**Data excerpts**

:::

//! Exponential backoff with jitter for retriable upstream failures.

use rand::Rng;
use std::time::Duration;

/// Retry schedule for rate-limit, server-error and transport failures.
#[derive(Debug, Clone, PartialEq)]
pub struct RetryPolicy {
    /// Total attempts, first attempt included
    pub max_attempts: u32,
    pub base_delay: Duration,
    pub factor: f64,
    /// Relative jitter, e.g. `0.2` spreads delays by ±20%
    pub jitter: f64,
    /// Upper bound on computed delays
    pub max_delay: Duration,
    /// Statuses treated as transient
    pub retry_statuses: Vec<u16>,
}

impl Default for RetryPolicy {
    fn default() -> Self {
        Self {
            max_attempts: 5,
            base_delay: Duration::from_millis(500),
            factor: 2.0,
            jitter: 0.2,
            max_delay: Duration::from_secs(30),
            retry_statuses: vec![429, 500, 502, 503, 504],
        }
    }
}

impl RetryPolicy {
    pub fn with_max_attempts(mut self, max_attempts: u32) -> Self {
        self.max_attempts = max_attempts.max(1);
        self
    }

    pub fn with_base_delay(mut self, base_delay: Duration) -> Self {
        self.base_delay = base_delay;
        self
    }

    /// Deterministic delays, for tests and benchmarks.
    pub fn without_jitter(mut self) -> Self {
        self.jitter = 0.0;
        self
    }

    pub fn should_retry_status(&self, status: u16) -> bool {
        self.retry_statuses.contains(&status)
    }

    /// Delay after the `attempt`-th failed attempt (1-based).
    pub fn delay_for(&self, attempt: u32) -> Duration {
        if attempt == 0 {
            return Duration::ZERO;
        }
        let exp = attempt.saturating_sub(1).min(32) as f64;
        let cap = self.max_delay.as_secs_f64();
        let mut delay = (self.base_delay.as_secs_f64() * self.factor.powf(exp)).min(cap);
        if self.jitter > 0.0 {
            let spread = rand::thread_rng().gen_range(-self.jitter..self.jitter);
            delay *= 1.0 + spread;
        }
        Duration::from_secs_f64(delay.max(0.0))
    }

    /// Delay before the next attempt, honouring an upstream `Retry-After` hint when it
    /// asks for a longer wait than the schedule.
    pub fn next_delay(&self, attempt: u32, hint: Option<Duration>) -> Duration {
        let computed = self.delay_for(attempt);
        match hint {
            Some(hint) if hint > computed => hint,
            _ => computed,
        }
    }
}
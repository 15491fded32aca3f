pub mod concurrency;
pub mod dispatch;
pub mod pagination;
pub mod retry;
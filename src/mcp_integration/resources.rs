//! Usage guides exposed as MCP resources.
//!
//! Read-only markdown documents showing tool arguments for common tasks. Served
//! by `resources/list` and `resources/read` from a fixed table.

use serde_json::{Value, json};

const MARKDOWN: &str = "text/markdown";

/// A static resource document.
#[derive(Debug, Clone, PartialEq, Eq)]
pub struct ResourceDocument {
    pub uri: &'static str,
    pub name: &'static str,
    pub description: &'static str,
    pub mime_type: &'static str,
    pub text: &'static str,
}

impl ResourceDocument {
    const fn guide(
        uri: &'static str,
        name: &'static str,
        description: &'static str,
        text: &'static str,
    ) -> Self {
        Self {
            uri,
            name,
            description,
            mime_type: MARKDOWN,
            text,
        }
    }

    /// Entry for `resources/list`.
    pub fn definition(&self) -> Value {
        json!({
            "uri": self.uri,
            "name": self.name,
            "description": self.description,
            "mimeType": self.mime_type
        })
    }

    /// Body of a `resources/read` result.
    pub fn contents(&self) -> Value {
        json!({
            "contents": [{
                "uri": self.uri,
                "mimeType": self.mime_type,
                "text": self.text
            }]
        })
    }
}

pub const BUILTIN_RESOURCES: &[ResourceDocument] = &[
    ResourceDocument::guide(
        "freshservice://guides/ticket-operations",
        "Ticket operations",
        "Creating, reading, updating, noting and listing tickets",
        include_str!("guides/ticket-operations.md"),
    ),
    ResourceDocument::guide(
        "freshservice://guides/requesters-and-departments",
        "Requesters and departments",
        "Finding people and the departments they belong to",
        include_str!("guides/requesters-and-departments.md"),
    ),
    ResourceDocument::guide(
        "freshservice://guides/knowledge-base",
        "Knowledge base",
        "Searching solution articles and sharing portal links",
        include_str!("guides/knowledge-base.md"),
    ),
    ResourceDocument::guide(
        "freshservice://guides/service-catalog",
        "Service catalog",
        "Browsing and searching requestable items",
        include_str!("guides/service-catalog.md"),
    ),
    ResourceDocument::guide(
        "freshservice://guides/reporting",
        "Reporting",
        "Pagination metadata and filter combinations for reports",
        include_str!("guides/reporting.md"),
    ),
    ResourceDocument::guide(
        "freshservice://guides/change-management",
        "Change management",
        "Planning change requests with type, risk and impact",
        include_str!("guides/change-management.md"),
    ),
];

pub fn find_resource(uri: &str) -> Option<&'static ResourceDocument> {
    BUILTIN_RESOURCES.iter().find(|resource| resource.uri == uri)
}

:::

**INSTRUCTIONS FOR THE TASK**
Pull every line that holds the string "upstream" out of the records.

**OUTPUT FOR THIS EXERCISE**
//! Exponential backoff with jitter for retriable upstream failures.
    /// Delay before the next attempt, honouring an upstream `Retry-After` hint when it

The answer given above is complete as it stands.